Segment Start: Materials provided

//! Turns a stream of rows into deduplicated null bitmaps.
//!
//! Only the null pattern of a row matters for null-coincidence, so every row
//! is reduced to its *signature*: the ascending list of columns that are null
//! in it. Rows sharing a signature collapse into one distinct row carrying a
//! multiplicity, and every column becomes a [`RoaringBitmap`] over distinct
//! row ids. Columns whose bitmaps are identical are then merged into one
//! representative, remembering the originals for output expansion.
//!
//! The deduplication follows a "keeper" pattern: a keeper owns what it has
//! been given and tells the caller whether an equal item was previously kept.

use core::hash::{BuildHasherDefault, Hasher};
use std::collections::HashMap;

use roaring::RoaringBitmap;
use seahash::SeaHasher;
use tracing::{debug, info, trace};

use crate::config::Configuration;
use crate::error::{CodyError, Result};
use crate::source::Row;

pub type ColumnIndex = usize;
pub type RowId = u32;

pub type SignatureHasher = BuildHasherDefault<SeaHasher>;

// ------------- Rows -------------
#[derive(Debug)]
pub struct RowKeeper {
    kept: HashMap<Vec<ColumnIndex>, RowId, SignatureHasher>,
    counts: Vec<u64>,
    deduplicate: bool,
}
impl RowKeeper {
    pub fn new(deduplicate: bool) -> Self {
        Self {
            kept: HashMap::default(),
            counts: Vec::new(),
            deduplicate,
        }
    }
    /// Keeps a row signature, returning its distinct row id and whether the
    /// signature was previously kept. Without deduplication every row is
    /// treated as carrying a unique signature.
    pub fn keep(&mut self, signature: Vec<ColumnIndex>) -> Result<(RowId, bool)> {
        if self.deduplicate {
            if let Some(&id) = self.kept.get(&signature) {
                self.counts[id as usize] += 1;
                return Ok((id, true));
            }
        }
        let id = RowId::try_from(self.counts.len()).map_err(|_| {
            CodyError::Capacity(format!("more than {} distinct rows", RowId::MAX))
        })?;
        self.counts.push(1);
        if self.deduplicate {
            self.kept.insert(signature, id);
        }
        Ok((id, false))
    }
    pub fn len(&self) -> usize {
        self.counts.len()
    }
    pub fn is_empty(&self) -> bool {
        self.counts.is_empty()
    }
    pub fn into_counts(self) -> Vec<u64> {
        self.counts
    }
}

// ------------- Columns -------------
#[derive(Debug, Default)]
pub struct ColumnKeeper {
    // fingerprint -> slots of representatives with that fingerprint
    buckets: HashMap<u64, Vec<usize>, SignatureHasher>,
    representatives: Vec<RoaringBitmap>,
    duplicates: Vec<Vec<ColumnIndex>>,
}
impl ColumnKeeper {
    pub fn new() -> Self {
        Self::default()
    }
    /// Keeps the null bitmap of a column. Returns the slot of its
    /// representative and whether an identical bitmap was previously kept.
    pub fn keep(&mut self, column: ColumnIndex, bitmap: RoaringBitmap) -> (usize, bool) {
        let slots = self.buckets.entry(fingerprint(&bitmap)).or_default();
        if let Some(&slot) = slots.iter().find(|&&s| self.representatives[s] == bitmap) {
            self.duplicates[slot].push(column);
            return (slot, true);
        }
        let slot = self.representatives.len();
        slots.push(slot);
        self.representatives.push(bitmap);
        self.duplicates.push(vec![column]);
        (slot, false)
    }
    /// Keeps a column as its own representative, even if an identical
    /// bitmap exists.
    pub fn keep_distinct(&mut self, column: ColumnIndex, bitmap: RoaringBitmap) -> usize {
        let slot = self.representatives.len();
        self.representatives.push(bitmap);
        self.duplicates.push(vec![column]);
        slot
    }
    pub fn len(&self) -> usize {
        self.representatives.len()
    }
    pub fn is_empty(&self) -> bool {
        self.representatives.is_empty()
    }
    pub fn into_parts(self) -> (Vec<RoaringBitmap>, Vec<Vec<ColumnIndex>>) {
        (self.representatives, self.duplicates)
    }
}

fn fingerprint(bitmap: &RoaringBitmap) -> u64 {
    let mut hasher = SeaHasher::new();
    hasher.write_u64(bitmap.len());
    for row in bitmap {
        hasher.write_u32(row);
    }
    hasher.finish()
}

// ------------- Preprocessed -------------
/// The immutable outcome of preprocessing.
#[derive(Debug, Clone)]
pub struct Preprocessed {
    raw_rows: u64,
    row_counts: Vec<u64>,
    columns: Vec<RoaringBitmap>,
    duplicates: Vec<Vec<ColumnIndex>>,
    column_names: Option<Vec<String>>,
    original_columns: usize,
    null_cells: u64,
}
impl Preprocessed {
    /// Number of data rows read, duplicates included.
    pub fn raw_rows(&self) -> u64 {
        self.raw_rows
    }
    pub fn distinct_rows(&self) -> usize {
        self.row_counts.len()
    }
    /// Multiplicity of every distinct row, indexed by row id.
    pub fn row_counts(&self) -> &[u64] {
        &self.row_counts
    }
    /// Null bitmaps of the representative columns.
    pub fn columns(&self) -> &[RoaringBitmap] {
        &self.columns
    }
    /// For every representative, the original columns it stands for. The
    /// representative itself comes first.
    pub fn duplicates(&self) -> &[Vec<ColumnIndex>] {
        &self.duplicates
    }
    pub fn column_names(&self) -> Option<&[String]> {
        self.column_names.as_deref()
    }
    pub fn original_columns(&self) -> usize {
        self.original_columns
    }
    pub fn null_cells(&self) -> u64 {
        self.null_cells
    }
    /// The representative slot of an original column.
    pub fn representative_of(&self, column: ColumnIndex) -> Option<usize> {
        self.duplicates.iter().position(|group| group.contains(&column))
    }
}

// ------------- Preprocessor -------------
pub struct Preprocessor<'c> {
    configuration: &'c Configuration,
}
impl<'c> Preprocessor<'c> {
    pub fn new(configuration: &'c Configuration) -> Self {
        Self { configuration }
    }
    /// Reads every row of the source, deduplicating rows and columns.
    pub fn run<I>(&self, rows: I) -> Result<Preprocessed>
    where
        I: IntoIterator<Item = Result<Row>>,
    {
        let configuration = self.configuration;
        let mut rows = rows.into_iter();
        let first = match rows.next() {
            Some(first) => first?,
            None => return Ok(Self::empty()),
        };
        let width = first.len();
        let selection = configuration.columns.resolve(width)?;
        let selected = selection.as_ref().map_or(width, Vec::len);
        let project = |row: Row| -> Row {
            match &selection {
                None => row,
                Some(indices) => indices.iter().map(|&i| row[i].clone()).collect(),
            }
        };

        let mut column_names = None;
        let mut pending = Some(first);
        if configuration.has_header {
            column_names = pending.take().map(project);
        }

        let mut row_keeper = RowKeeper::new(configuration.deduplicate);
        let mut bitmaps = vec![RoaringBitmap::new(); selected];
        let mut raw_rows: u64 = 0;
        let mut null_cells: u64 = 0;
        // the record number counts the header too, so errors point at file records
        let mut record = usize::from(column_names.is_some());
        let limit = configuration.row_limit.map_or(u64::MAX, |limit| limit as u64);
        let mut next = pending.map(Ok).or_else(|| rows.next());
        while let Some(row) = next {
            if raw_rows >= limit {
                break;
            }
            let row = row?;
            record += 1;
            if row.len() != width {
                return Err(CodyError::RowArity {
                    row: record,
                    expected: width,
                    found: row.len(),
                });
            }
            let signature: Vec<ColumnIndex> = match &selection {
                None => null_positions(row.iter(), &configuration.null_value),
                Some(indices) => {
                    null_positions(indices.iter().map(|&i| &row[i]), &configuration.null_value)
                }
            };
            null_cells += signature.len() as u64;
            let (id, previously_kept) = row_keeper.keep(signature.clone())?;
            if !previously_kept {
                for &column in &signature {
                    bitmaps[column].insert(id);
                }
            }
            raw_rows += 1;
            next = if raw_rows < limit { rows.next() } else { None };
        }

        let distinct_rows = row_keeper.len();
        let mut column_keeper = ColumnKeeper::new();
        for (column, bitmap) in bitmaps.into_iter().enumerate() {
            trace!(column, nulls = bitmap.len(), distinct_rows, "column null values");
            if configuration.deduplicate {
                column_keeper.keep(column, bitmap);
            } else {
                column_keeper.keep_distinct(column, bitmap);
            }
        }
        let (columns, duplicates) = column_keeper.into_parts();
        info!(
            raw_rows,
            distinct_rows,
            columns = selected,
            distinct_columns = columns.len(),
            "deduplicated rows and columns"
        );
        debug!(?duplicates, "duplicate columns");

        Ok(Preprocessed {
            raw_rows,
            row_counts: row_keeper.into_counts(),
            columns,
            duplicates,
            column_names,
            original_columns: selected,
            null_cells,
        })
    }

    fn empty() -> Preprocessed {
        Preprocessed {
            raw_rows: 0,
            row_counts: Vec::new(),
            columns: Vec::new(),
            duplicates: Vec::new(),
            column_names: None,
            original_columns: 0,
            null_cells: 0,
        }
    }
}

fn null_positions<'a, I>(cells: I, null_value: &str) -> Vec<ColumnIndex>
where
    I: Iterator<Item = &'a String>,
{
    cells
        .enumerate()
        .filter(|(_, cell)| cell.as_str() == null_value)
        .map(|(position, _)| position)
        .collect()
}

Segment End: Materials provided

◆ Problem description
Looking at the records above, work out how many lines contain "BuildHasherDefault". Give the number only.

◆ Result of the task
2